NEW YORK: Travelling in New York is already costly, but it just got worse: transit authorities have approved a controversial US$15 (RM71) toll, set to take effect in mid-June, for motorists entering the busiest part of Manhattan.

The board of New York's Metropolitan Transportation Authority last week voted 11-1 to impose the toll, which is aimed at encouraging the use of public transport and alleviating traffic in midtown and lower Manhattan, thereby reducing pollution.

The fee will be a first in an American city, and is similar to existing schemes in London, Stockholm and Singapore. It must first gain federal approval, and systems for collecting the tolls must be put in place.

Passenger and small commercial vehicles entering Manhattan south of 60th Street from Queens, Brooklyn and neighbouring New Jersey will pay US$15 during the day and US$3.75 (RM18) at night - on top of any bridge or tunnel fees they already incur.

Trucks and sightseeing buses will pay between US$24 and US$36 during the day, and less at night. Taxis will charge passengers US$1.25 per trip into the zone, and rideshare apps such as Uber will be authorized to charge US$2.50 per trip, the MTA says.

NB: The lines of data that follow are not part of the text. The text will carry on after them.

/// See `async_trait_maybe_send`
#[cfg(not(target_family = "wasm"))]
#[macro_export]
macro_rules! maybe_add_send_sync {
    ($($tt:tt)*) => {
        $($tt)* + Send + Sync
    };
}

/// See `async_trait_maybe_send`
#[cfg(target_family = "wasm")]
#[macro_export]
macro_rules! maybe_add_send_sync {
    ($($tt:tt)*) => {
        $($tt)*
    };
}

/// IndexedDB handles are `!Send`, so storage traits only require `Send` futures off wasm.
#[macro_export]
macro_rules! async_trait_maybe_send {
    ($($tt:tt)*) => {
        #[cfg_attr(not(target_family = "wasm"), ::async_trait::async_trait)]
        #[cfg_attr(target_family = "wasm", ::async_trait::async_trait(?Send))]
        $($tt)*
    };
}

#[cfg(target_family = "wasm")]
pub fn spawn<F>(name: &str, future: F)
where
    F: std::future::Future<Output = ()> + 'static,
{
    tracing::debug!("Spawning local task {}", name);
    wasm_bindgen_futures::spawn_local(future);
}
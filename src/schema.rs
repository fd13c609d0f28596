use std::collections::BTreeMap;

use serde::{Deserialize, Serialize};

use crate::KeyPath;

/// Collections and indexes of a database, persisted next to the data.
#[derive(Debug, Clone, Default, PartialEq, Eq, Serialize, Deserialize)]
pub struct Schema {
    pub(crate) collections: BTreeMap<String, CollectionSchema>,
}

#[derive(Debug, Clone, PartialEq, Eq, Serialize, Deserialize)]
pub struct CollectionSchema {
    pub(crate) key_path: KeyPath,
    pub(crate) indexes: BTreeMap<String, IndexSchema>,
}

#[derive(Debug, Clone, PartialEq, Eq, Serialize, Deserialize)]
pub struct IndexSchema {
    pub(crate) key_path: KeyPath,
    pub(crate) unique: bool,
}

#[derive(Debug, Clone, Copy, Default, PartialEq, Eq)]
pub struct IndexOptions {
    pub unique: bool,
}

impl IndexOptions {
    pub fn unique() -> Self {
        Self { unique: true }
    }
}

impl Schema {
    pub fn collection_names(&self) -> impl Iterator<Item = &str> {
        self.collections.keys().map(String::as_str)
    }

    pub fn collection(&self, name: &str) -> Option<&CollectionSchema> {
        self.collections.get(name)
    }
}

impl CollectionSchema {
    pub(crate) fn new(key_path: KeyPath) -> Self {
        Self {
            key_path,
            indexes: BTreeMap::new(),
        }
    }

    pub fn key_path(&self) -> &KeyPath {
        &self.key_path
    }

    pub fn index_names(&self) -> impl Iterator<Item = &str> {
        self.indexes.keys().map(String::as_str)
    }

    pub fn index(&self, name: &str) -> Option<&IndexSchema> {
        self.indexes.get(name)
    }
}

impl IndexSchema {
    pub fn key_path(&self) -> &KeyPath {
        &self.key_path
    }

    pub fn is_unique(&self) -> bool {
        self.unique
    }
}
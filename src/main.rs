#[cfg(not(target_family = "wasm"))]
#[tokio::main(flavor = "current_thread")]
async fn main() -> anyhow::Result<()> {
    use tracing_subscriber::{fmt, prelude::*, EnvFilter};

    let filter = EnvFilter::try_from_default_env().unwrap_or_else(|_| EnvFilter::new("info"));
    tracing_subscriber::registry()
        .with(fmt::layer())
        .with(filter)
        .init();

    let config = carkv::config::load_config(None)?;
    tracing::debug!("Using {:?}", config);

    let factory = carkv::Factory::new(config.backend.provider());
    let (events, _receiver) = tokio::sync::mpsc::unbounded_channel();
    carkv::session::run(&factory, &config, &events).await
}

// The browser build starts through `carkv::session::start`
#[cfg(target_family = "wasm")]
fn main() {}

Only emergency vehicles, those carrying disabled passengers and specialised city vehicles will be exempt. Low-income drivers living in the congestion zone will be eligible for reduced fees.

MTA chair and CEO Janno Lieber called the vote "one of the most significant the board has ever undertaken," and said in a statement: "The MTA is ready."

In preparation, service has been bolstered on 12 subway lines, bus networks have been redesigned, and commuter rail service from Long Island has been boosted, the transit authority said.

The more than US$1 billion that the MTA hopes to raise from the new toll will go towards renovating subway stations to make them more accessible, modernising subway signals and funding system expansions.

"One of the biggest goals of this is to finally attack congestion, but the other side of the equation is to invest more in transit," Lieber said.

But critics, especially already stressed-out commuters, have howled over the new toll, and several lawsuits are already under way.

In December 2017, authorities in Virginia imposed tolls on solo commuters using Interstate 66 at peak times to get to the capital Washington, but New York would be the first US city to levy a congestion toll.